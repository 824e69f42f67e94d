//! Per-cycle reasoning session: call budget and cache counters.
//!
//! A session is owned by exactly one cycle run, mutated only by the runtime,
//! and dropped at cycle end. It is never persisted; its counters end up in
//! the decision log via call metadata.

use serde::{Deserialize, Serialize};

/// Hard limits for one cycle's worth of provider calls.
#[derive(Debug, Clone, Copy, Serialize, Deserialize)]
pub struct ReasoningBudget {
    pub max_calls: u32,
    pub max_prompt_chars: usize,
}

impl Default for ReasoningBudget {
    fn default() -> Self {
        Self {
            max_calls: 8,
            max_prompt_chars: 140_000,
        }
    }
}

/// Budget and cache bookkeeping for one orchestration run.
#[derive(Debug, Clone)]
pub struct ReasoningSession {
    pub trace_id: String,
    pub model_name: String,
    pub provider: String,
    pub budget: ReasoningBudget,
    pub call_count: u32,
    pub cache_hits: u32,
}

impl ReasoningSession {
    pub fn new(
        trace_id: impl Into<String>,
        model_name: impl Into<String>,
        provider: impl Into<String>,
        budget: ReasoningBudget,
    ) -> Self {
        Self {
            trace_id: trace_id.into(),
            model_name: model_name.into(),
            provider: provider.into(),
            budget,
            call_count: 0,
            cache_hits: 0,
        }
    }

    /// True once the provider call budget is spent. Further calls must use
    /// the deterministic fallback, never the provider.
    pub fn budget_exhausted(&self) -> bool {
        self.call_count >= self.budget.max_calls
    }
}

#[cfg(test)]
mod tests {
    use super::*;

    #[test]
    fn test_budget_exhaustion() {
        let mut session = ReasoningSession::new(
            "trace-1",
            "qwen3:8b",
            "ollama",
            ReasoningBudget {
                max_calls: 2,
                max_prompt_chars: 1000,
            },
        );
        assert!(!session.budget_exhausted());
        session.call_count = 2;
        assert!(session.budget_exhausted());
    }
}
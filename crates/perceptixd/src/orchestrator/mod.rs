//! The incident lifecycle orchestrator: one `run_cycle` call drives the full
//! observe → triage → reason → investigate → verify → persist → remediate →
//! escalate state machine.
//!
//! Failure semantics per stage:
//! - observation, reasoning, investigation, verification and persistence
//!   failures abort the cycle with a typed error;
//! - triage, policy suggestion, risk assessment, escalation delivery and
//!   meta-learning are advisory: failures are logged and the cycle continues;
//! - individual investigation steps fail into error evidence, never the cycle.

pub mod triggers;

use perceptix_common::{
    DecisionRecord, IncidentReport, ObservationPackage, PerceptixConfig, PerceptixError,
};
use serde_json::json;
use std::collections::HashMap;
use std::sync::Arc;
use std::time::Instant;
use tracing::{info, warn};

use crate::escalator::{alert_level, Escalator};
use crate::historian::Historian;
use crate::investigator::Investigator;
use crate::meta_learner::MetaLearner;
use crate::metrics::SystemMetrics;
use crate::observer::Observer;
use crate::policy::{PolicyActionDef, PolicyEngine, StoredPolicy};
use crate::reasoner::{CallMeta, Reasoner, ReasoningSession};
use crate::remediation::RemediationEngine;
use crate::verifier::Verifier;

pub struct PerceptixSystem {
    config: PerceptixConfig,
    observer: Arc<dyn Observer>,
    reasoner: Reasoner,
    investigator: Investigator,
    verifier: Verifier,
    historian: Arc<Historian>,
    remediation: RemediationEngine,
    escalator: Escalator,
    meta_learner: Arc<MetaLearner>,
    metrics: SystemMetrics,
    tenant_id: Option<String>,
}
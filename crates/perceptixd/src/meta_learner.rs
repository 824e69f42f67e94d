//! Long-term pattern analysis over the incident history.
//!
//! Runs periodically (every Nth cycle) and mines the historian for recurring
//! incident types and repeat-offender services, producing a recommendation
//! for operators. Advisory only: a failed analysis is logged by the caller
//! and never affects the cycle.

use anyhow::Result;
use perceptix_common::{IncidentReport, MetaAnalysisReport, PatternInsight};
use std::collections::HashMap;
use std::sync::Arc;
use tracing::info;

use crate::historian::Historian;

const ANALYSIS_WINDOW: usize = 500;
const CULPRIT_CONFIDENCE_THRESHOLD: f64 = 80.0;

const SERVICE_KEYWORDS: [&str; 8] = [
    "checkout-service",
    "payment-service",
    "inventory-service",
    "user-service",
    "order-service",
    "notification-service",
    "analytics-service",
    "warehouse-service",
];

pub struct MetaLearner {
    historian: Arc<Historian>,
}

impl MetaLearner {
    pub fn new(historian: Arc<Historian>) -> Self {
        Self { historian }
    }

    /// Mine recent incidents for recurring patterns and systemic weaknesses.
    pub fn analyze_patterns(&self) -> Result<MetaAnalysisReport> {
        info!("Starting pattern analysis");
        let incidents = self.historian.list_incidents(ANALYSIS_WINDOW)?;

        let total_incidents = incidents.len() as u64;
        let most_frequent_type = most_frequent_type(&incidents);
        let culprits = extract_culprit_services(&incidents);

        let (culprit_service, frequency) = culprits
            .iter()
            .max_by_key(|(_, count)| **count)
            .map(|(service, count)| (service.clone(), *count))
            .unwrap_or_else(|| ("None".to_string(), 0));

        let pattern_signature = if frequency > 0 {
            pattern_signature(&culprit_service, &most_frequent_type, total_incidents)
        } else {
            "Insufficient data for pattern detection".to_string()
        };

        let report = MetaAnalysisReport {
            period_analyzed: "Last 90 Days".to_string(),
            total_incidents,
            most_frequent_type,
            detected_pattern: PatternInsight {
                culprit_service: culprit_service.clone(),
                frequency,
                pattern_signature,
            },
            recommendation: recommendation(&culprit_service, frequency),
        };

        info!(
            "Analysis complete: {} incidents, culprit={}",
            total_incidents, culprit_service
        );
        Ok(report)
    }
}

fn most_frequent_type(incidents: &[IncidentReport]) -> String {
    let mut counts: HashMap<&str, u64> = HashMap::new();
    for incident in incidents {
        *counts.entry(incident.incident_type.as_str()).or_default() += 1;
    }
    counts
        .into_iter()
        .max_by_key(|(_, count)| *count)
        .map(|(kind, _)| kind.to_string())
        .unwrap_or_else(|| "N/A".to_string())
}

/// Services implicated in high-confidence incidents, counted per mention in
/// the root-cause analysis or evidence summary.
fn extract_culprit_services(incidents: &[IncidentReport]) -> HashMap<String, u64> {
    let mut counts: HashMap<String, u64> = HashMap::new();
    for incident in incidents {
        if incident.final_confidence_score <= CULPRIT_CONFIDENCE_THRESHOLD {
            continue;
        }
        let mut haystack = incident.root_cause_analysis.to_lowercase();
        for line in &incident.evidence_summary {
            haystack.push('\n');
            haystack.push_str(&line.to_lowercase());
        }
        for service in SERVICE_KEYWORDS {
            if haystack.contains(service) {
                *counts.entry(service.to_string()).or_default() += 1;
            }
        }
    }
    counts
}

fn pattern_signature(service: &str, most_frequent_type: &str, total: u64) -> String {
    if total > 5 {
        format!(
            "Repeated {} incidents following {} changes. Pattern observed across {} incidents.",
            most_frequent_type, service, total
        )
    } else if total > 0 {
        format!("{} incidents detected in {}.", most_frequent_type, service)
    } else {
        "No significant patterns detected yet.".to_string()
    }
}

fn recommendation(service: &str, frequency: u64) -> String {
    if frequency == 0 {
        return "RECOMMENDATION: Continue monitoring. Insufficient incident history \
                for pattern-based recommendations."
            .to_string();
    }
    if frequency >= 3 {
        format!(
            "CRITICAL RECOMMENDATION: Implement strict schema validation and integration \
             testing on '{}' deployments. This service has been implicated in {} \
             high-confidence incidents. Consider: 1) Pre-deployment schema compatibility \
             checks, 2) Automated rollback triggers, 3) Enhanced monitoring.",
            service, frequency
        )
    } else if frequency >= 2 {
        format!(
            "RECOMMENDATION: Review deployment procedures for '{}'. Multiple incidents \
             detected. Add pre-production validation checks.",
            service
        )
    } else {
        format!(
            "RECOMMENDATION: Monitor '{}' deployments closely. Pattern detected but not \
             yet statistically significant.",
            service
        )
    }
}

- - -

TASK OBJECTIVE =
Output the listing above word for word, from the opening line through the line that contains "of provider calls.", and leave out everything after it.

EXERCISE RESULT =
repository 824e69f42f67e94d
//! Per-cycle reasoning session: call budget and cache counters.
//!
//! A session is owned by exactly one cycle run, mutated only by the runtime,
//! and dropped at cycle end. It is never persisted; its counters end up in
//! the decision log via call metadata.

use serde::{Deserialize, Serialize};

/// Hard limits for one cycle's worth of provider calls.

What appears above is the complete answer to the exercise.